When AI Accelerates AI
Last week, Nate Soares outlined his case for prioritizing long-term AI safety work:
1. Humans have a fairly general ability to make scientific and technological progress. The evolved cognitive faculties that make us good at organic chemistry overlap heavily with the evolved cognitive faculties that make us good at economics, which overlap heavily with the faculties that make us good at software engineering, etc.
2. AI systems will eventually strongly outperform humans in the relevant science/technology skills. To the extent these faculties are also directly or indirectly useful for social reasoning, long-term planning, introspection, etc., sufficiently powerful and general scientific reasoners should be able to strongly outperform humans in arbitrary cognitive tasks.
3. AI systems that are much better than humans at science, technology, and related cognitive abilities would have much more power and influence than humans. If such systems are created, their decisions and goals will have a decisive impact on the future.

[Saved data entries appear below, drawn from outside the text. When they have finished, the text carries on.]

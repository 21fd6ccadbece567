use std::fmt;

use crate::board::{Board, Square};
use crate::piece::{Color, Piece, PieceType};

/// A move as produced by generation and consumed by apply/undo.
///
/// `piece` and `captured` are snapshots taken before the move, so undo can
/// restore both squares exactly, including their `has_moved` flags.
/// `captured_pos` equals `to` except for en passant.
#[derive(Debug, Clone, Copy, PartialEq, Eq, Hash)]
pub struct Move {
    pub from: Square,
    pub to: Square,
    pub piece: Piece,
    pub captured: Option<Piece>,
    pub captured_pos: Square,
    pub promotion: Option<PieceType>,
    pub castling: bool,
}

impl Move {
    pub fn new(from: Square, to: Square, piece: Piece) -> Self {
        Self {
            from,
            to,
            piece,
            captured: None,
            captured_pos: to,
            promotion: None,
            castling: false,
        }
    }

    pub fn new_capture(from: Square, to: Square, piece: Piece, captured: Piece) -> Self {
        Self {
            captured: Some(captured),
            ..Move::new(from, to, piece)
        }
    }

    pub fn new_en_passant(from: Square, to: Square, piece: Piece, captured: Piece, captured_pos: Square) -> Self {
        Self {
            captured: Some(captured),
            captured_pos,
            ..Move::new(from, to, piece)
        }
    }

    pub fn new_castling(from: Square, to: Square, king: Piece) -> Self {
        Self {
            castling: true,
            ..Move::new(from, to, king)
        }
    }

    pub fn is_capture(&self) -> bool {
        self.captured.is_some()
    }

    pub fn is_en_passant(&self) -> bool {
        self.captured.is_some() && self.captured_pos != self.to
    }

    /// Legality matching compares squares only; promotion choice is not part of it.
    pub fn same_squares(&self, other: &Move) -> bool {
        self.from == other.from && self.to == other.to
    }

    /// Rook source and destination for a castling move.
    pub fn castling_rook_squares(&self) -> Option<(Square, Square)> {
        if !self.castling {
            return None;
        }
        let row = self.from.row;
        if self.to.col > self.from.col {
            Some((Square::new(row, 7), Square::new(row, 5)))
        } else {
            Some((Square::new(row, 0), Square::new(row, 3)))
        }
    }
}

/// Coordinate notation: `e2e4`, `e7e8q`.
impl fmt::Display for Move {
    fn fmt(&self, f: &mut fmt::Formatter) -> fmt::Result {
        write!(f, "{}{}", self.from, self.to)?;
        if let Some(kind) = self.promotion {
            write!(f, "{}", kind.letter().to_ascii_lowercase())?;
        }
        Ok(())
    }
}

const KNIGHT_OFFSETS: [(i8, i8); 8] = [
    (-2, -1), (-2, 1), (-1, -2), (-1, 2),
    (1, -2), (1, 2), (2, -1), (2, 1),
];

const KING_OFFSETS: [(i8, i8); 8] = [
    (-1, -1), (-1, 0), (-1, 1),
    (0, -1), (0, 1),
    (1, -1), (1, 0), (1, 1),
];

const DIAGONALS: [(i8, i8); 4] = [(-1, -1), (-1, 1), (1, -1), (1, 1)];
const ORTHOGONALS: [(i8, i8); 4] = [(-1, 0), (1, 0), (0, -1), (0, 1)];

struct CastlingSide {
    rook_col: u8,
    between: &'static [u8],
    king_path: [u8; 3],
    king_to: u8,
}

const CASTLING_SIDES: [CastlingSide; 2] = [
    // Kingside
    CastlingSide {
        rook_col: 7,
        between: &[5, 6],
        king_path: [4, 5, 6],
        king_to: 6,
    },
    // Queenside: b-file must be empty but the king never crosses it
    CastlingSide {
        rook_col: 0,
        between: &[1, 2, 3],
        king_path: [4, 3, 2],
        king_to: 2,
    },
];

impl Board {
    /// Moves that obey piece movement but may leave the mover's king in check.
    /// Row-major scan, so the order is deterministic.
    pub fn generate_pseudo_legal_moves(&self, color: Color, en_passant: Option<Square>) -> Vec<Move> {
        let mut moves = Vec::with_capacity(48);
        for (from, piece) in self.pieces() {
            if piece.color != color {
                continue;
            }
            match piece.kind {
                PieceType::Pawn => self.pawn_moves(from, piece, en_passant, &mut moves),
                PieceType::Knight => self.step_moves(from, piece, &KNIGHT_OFFSETS, &mut moves),
                PieceType::Bishop => self.slide_moves(from, piece, &DIAGONALS, &mut moves),
                PieceType::Rook => self.slide_moves(from, piece, &ORTHOGONALS, &mut moves),
                PieceType::Queen => {
                    self.slide_moves(from, piece, &DIAGONALS, &mut moves);
                    self.slide_moves(from, piece, &ORTHOGONALS, &mut moves);
                }
                PieceType::King => {
                    self.step_moves(from, piece, &KING_OFFSETS, &mut moves);
                    self.castling_moves(from, piece, &mut moves);
                }
            }
        }
        moves
    }

    fn pawn_moves(&self, from: Square, pawn: Piece, en_passant: Option<Square>, moves: &mut Vec<Move>) {
        let dir = pawn.color.forward();

        if let Some(one) = from.offset(dir, 0) {
            if self.piece_at(one).is_none() {
                push_pawn_move(Move::new(from, one, pawn), moves);
                if from.row == pawn.color.pawn_start_row() {
                    if let Some(two) = one.offset(dir, 0) {
                        if self.piece_at(two).is_none() {
                            moves.push(Move::new(from, two, pawn));
                        }
                    }
                }
            }
        }

        for d_col in [-1, 1] {
            let Some(target) = from.offset(dir, d_col) else {
                continue;
            };
            match self.piece_at(target) {
                Some(victim) if victim.color != pawn.color => {
                    push_pawn_move(Move::new_capture(from, target, pawn, victim), moves);
                }
                None if en_passant == Some(target) => {
                    // The victim sits beside the attacker, on the fifth rank from its side.
                    let victim_square = Square::new(from.row, target.col);
                    let on_fifth_rank = from.row as i8 == pawn.color.pawn_start_row() as i8 + 3 * dir;
                    if let Some(victim) = self.piece_at(victim_square) {
                        if on_fifth_rank && victim.kind == PieceType::Pawn && victim.color != pawn.color {
                            moves.push(Move::new_en_passant(from, target, pawn, victim, victim_square));
                        }
                    }
                }
                _ => {}
            }
        }
    }

    fn step_moves(&self, from: Square, piece: Piece, offsets: &[(i8, i8)], moves: &mut Vec<Move>) {
        for &(d_row, d_col) in offsets {
            let Some(to) = from.offset(d_row, d_col) else {
                continue;
            };
            match self.piece_at(to) {
                None => moves.push(Move::new(from, to, piece)),
                Some(other) if other.color != piece.color => {
                    moves.push(Move::new_capture(from, to, piece, other));
                }
                _ => {}
            }
        }
    }

    fn slide_moves(&self, from: Square, piece: Piece, directions: &[(i8, i8)], moves: &mut Vec<Move>) {
        for &(d_row, d_col) in directions {
            let mut current = from;
            while let Some(to) = current.offset(d_row, d_col) {
                match self.piece_at(to) {
                    None => moves.push(Move::new(from, to, piece)),
                    Some(other) => {
                        if other.color != piece.color {
                            moves.push(Move::new_capture(from, to, piece, other));
                        }
                        break;
                    }
                }
                current = to;
            }
        }
    }

    fn castling_moves(&self, from: Square, king: Piece, moves: &mut Vec<Move>) {
        let row = king.color.back_rank();
        if king.has_moved || from != Square::new(row, 4) {
            return;
        }
        let enemy = king.color.opposite();

        for side in &CASTLING_SIDES {
            let rook_ready = matches!(
                self.piece_at(Square::new(row, side.rook_col)),
                Some(rook) if rook.kind == PieceType::Rook && rook.color == king.color && !rook.has_moved
            );
            if !rook_ready {
                continue;
            }
            if side.between.iter().any(|&col| self.piece_at(Square::new(row, col)).is_some()) {
                continue;
            }
            if side
                .king_path
                .iter()
                .any(|&col| self.is_square_attacked(Square::new(row, col), enemy))
            {
                continue;
            }
            moves.push(Move::new_castling(from, Square::new(row, side.king_to), king));
        }
    }

    /// True if any piece of `attacker` could capture on `square`.
    ///
    /// Probes outward from the target square instead of generating the
    /// attacker's full move list; castling never attacks anything.
    pub fn is_square_attacked(&self, square: Square, attacker: Color) -> bool {
        // An attacking pawn stands one row behind the target, from its own point of view.
        let pawn_row = -attacker.forward();
        for d_col in [-1, 1] {
            if let Some(from) = square.offset(pawn_row, d_col) {
                if self.holds(from, attacker, &[PieceType::Pawn]) {
                    return true;
                }
            }
        }

        let steppers = [
            (&KNIGHT_OFFSETS, PieceType::Knight),
            (&KING_OFFSETS, PieceType::King),
        ];
        for (offsets, kind) in steppers {
            for &(d_row, d_col) in offsets.iter() {
                if let Some(from) = square.offset(d_row, d_col) {
                    if self.holds(from, attacker, &[kind]) {
                        return true;
                    }
                }
            }
        }

        self.ray_hits(square, &DIAGONALS, attacker, &[PieceType::Bishop, PieceType::Queen])
            || self.ray_hits(square, &ORTHOGONALS, attacker, &[PieceType::Rook, PieceType::Queen])
    }

    /// A missing king counts as attacked.
    pub fn is_king_attacked(&self, color: Color) -> bool {
        match self.find_king(color) {
            Some(king) => self.is_square_attacked(king, color.opposite()),
            None => true,
        }
    }

    fn holds(&self, square: Square, color: Color, kinds: &[PieceType]) -> bool {
        matches!(self.piece_at(square), Some(p) if p.color == color && kinds.contains(&p.kind))
    }

    fn ray_hits(&self, square: Square, directions: &[(i8, i8)], attacker: Color, kinds: &[PieceType]) -> bool {
        for &(d_row, d_col) in directions {
            let mut current = square;
            while let Some(next) = current.offset(d_row, d_col) {
                if self.piece_at(next).is_some() {
                    if self.holds(next, attacker, kinds) {
                        return true;
                    }
                    break;
                }
                current = next;
            }
        }
        false
    }
}

fn push_pawn_move(mv: Move, moves: &mut Vec<Move>) {
    if mv.to.row == mv.piece.color.opposite().back_rank() {
        for kind in PieceType::PROMOTIONS {
            moves.push(Move {
                promotion: Some(kind),
                ..mv
            });
        }
    } else {
        moves.push(mv);
    }
}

4. By default, smarter-than-human AI technology will be harmful rather than beneficial. Specifically, it will be harmful if we exclusively work on improving the scientific capability of AI agents and neglect technical work that is specifically focused on safety requirements.
To which I would add:
- Intelligent, autonomous, and adaptive systems are already challenging to verify and validate; smarter-than-human scientific reasoners present us with extreme versions of the same challenges.
- Smarter-than-human systems would also introduce qualitatively new risks that can’t be readily understood in terms of our models of human agents or narrowly intelligent programs.
None of this, however, tells us when smarter-than-human AI will be developed. Soares has argued that we are likely to be able to make early progress on AI safety questions; but the earlier we start, the larger is the risk that we misdirect our efforts. Why not wait until human-equivalent decision-making machines are closer at hand before focusing our efforts on safety research?
One reason to start early is that the costs of starting too late are much worse than the costs of starting too early. Early work can also help attract more researchers to this area, and give us better models of alternative approaches. Here, however, I want to focus on a different reason to start work early: the concern that a number of factors may accelerate the development of smarter-than-human AI.
AI speedup thesis. AI systems that can match humans in scientific and technological ability will probably be the cause and/or effect of a period of unusually rapid improvement in AI capabilities.